Ou bien le directeur de la structure n’avait-t-il pas tendance à
surestimer des symptômes auxquels les administrateurs s’étaient
peu à peu habitués ?
Après quelques années de recherche sur le sujet des crises et
de conseil auprès des organisations, cette situation est venue
réinterroger certains fondements de nos méthodologies
d’accompagnement. Nous en avons retenu quelques grands principes
et une méthode spécifique d’intervention sur les situations de
crise.
ACCOMPAGNER LES SITUATIONS DE CRISE : QUELQUES PRINCIPES :
Les situations de crise sont souvent le théâtre de
manifestations émotionnelles et affectives excessives qui rendent
difficile la prise de recul nécessaire à la compréhension des
événements. Cette charge affective provient selon nous d’une
difficulté à cerner les frontières de l’événement et d’une
recherche systématique de bouc émissaires.

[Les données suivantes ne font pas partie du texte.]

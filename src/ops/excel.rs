use crate::error::ToolkitError;
use crate::output::OperationOutput;
use crate::pipeline::input::PdfSource;
use crate::progress::Operation;
use crate::table::{CombinedTable, ExtractedTable};
use crate::toolkit::{shield, PdfToolkit};
use std::path::Path;
use tracing::{debug, info, info_span, warn};

const OP: &str = "Excel conversion";

impl PdfToolkit {
    /// Extract every table in a PDF into one XLSX sheet.
    ///
    /// Pages are visited in batches of `batch_size` (default: the configured
    /// batch size). Batching only paces the work; the output is the same for
    /// any batch size. Fails with [`ToolkitError::NoTablesFound`] when no page
    /// yields a table.
    pub fn to_excel<'a>(
        &self,
        source: impl Into<PdfSource<'a>>,
        dest: Option<&Path>,
        batch_size: Option<usize>,
    ) -> Result<OperationOutput, ToolkitError> {
        let span = info_span!("operation", op = %Operation::ToExcel);
        let _enter = span.enter();

        let pdf = self.load(source.into(), OP)?;
        pdf.require_plain()?;

        let total = pdf.page_count();
        let batch = batch_size.unwrap_or(self.config().batch_size).max(1);
        info!("Processing PDF with {} pages", total);
        self.progress().on_operation_start(Operation::ToExcel, total);

        let mut tables = Vec::new();
        for first in (0..total).step_by(batch) {
            let end = (first + batch).min(total);
            info!("Processing pages {} to {}", first + 1, end);
            self.progress().on_batch_start(first + 1, end, total);

            for page in first..end {
                let found = shield(OP, || self.table_extractor().extract_tables(&pdf, page))?;
                debug!("Page {}: {} tables", page + 1, found.len());
                tables.extend(
                    found
                        .into_iter()
                        .filter(|rows| !rows.is_empty())
                        .map(ExtractedTable::from_rows),
                );
                self.progress().on_page_complete(page + 1, total);
            }
        }

        if tables.is_empty() {
            let err = ToolkitError::NoTablesFound;
            warn!("{}", err);
            return Err(err);
        }

        let combined = CombinedTable::concat(&tables);
        info!(
            "Combined {} tables into {} rows x {} columns",
            tables.len(),
            combined.rows.len(),
            combined.columns.len()
        );
        let bytes = shield(OP, || self.spreadsheet_writer().write(&combined))?;

        self.finish(Operation::ToExcel, "Excel file", bytes, dest)
    }
}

Mettre à distance l’affectif
Les acteurs d’une crise discernent mal les frontières de ce qui
se produit. Pour certains, l’impression qui demeure est celle d’un
« rien ne va plus » où la crise vécue contamine l’ensemble de
l’organisation de façon exagérée. Pour d’autres, le malaise
n’existe pas, il est le fruit d’une interprétation erronée. Ainsi,
la situation est le plus souvent dramatisée ou niée. La crise
altère ainsi la perception des parties prenantes. Dans ce contexte
l’émotionnel et l’affectif prennent rapidement le pas et laissent
peu d’espace serein pour une prise de décision efficace. En
réalité, la crise réside plutôt dans la perception
qu’entretiennent les acteurs sur l’événement que dans l’événement
lui-même qui, pris objectivement n’a pas toujours les contours
d’une situation catastrophique. Dans notre cas, ceci explique sans
doute la divergence de point de vue entre le directeur et les
administrateurs.
Une crise se caractérise bien souvent par un événement d’une
intensité exceptionnelle mais elle se manifeste aussi sous
d’autres formes apparemment fragmentaires : dégradation soudaine
des indicateurs financiers, comportement violent, sabotage de
l’outil de production…Souvent désorientés par ces événements
incompréhensibles, les acteurs impliqués recherchent
systématiquement des boucs émissaires. Il s’agit d’un processus
bien humain d’auto déculpabilisation et de rejet de la faute sur
les plus faibles ou sur les moins compétents. C’est l’attitude
adoptée, dans un premier temps, par les administrateurs qui
cherchent à justifier une situation inacceptable en désignant
l’immaturité du public recruté. Cette quête de responsables repose
sur une analyse symptomatique de la crise : qui est responsable
des dégradations ou des comportements violents ? Le jeune public
masculin bien sûr !... Cette attitude suppose donc que la crise
démarre dès lors que des comportements aigus se manifestent sans
tenir compte de la généalogie de ces symptômes. Or une autre
approche de la crise est possible et on peut l’appréhender aussi
comme le résultat ultime d’un long processus de fragilisation.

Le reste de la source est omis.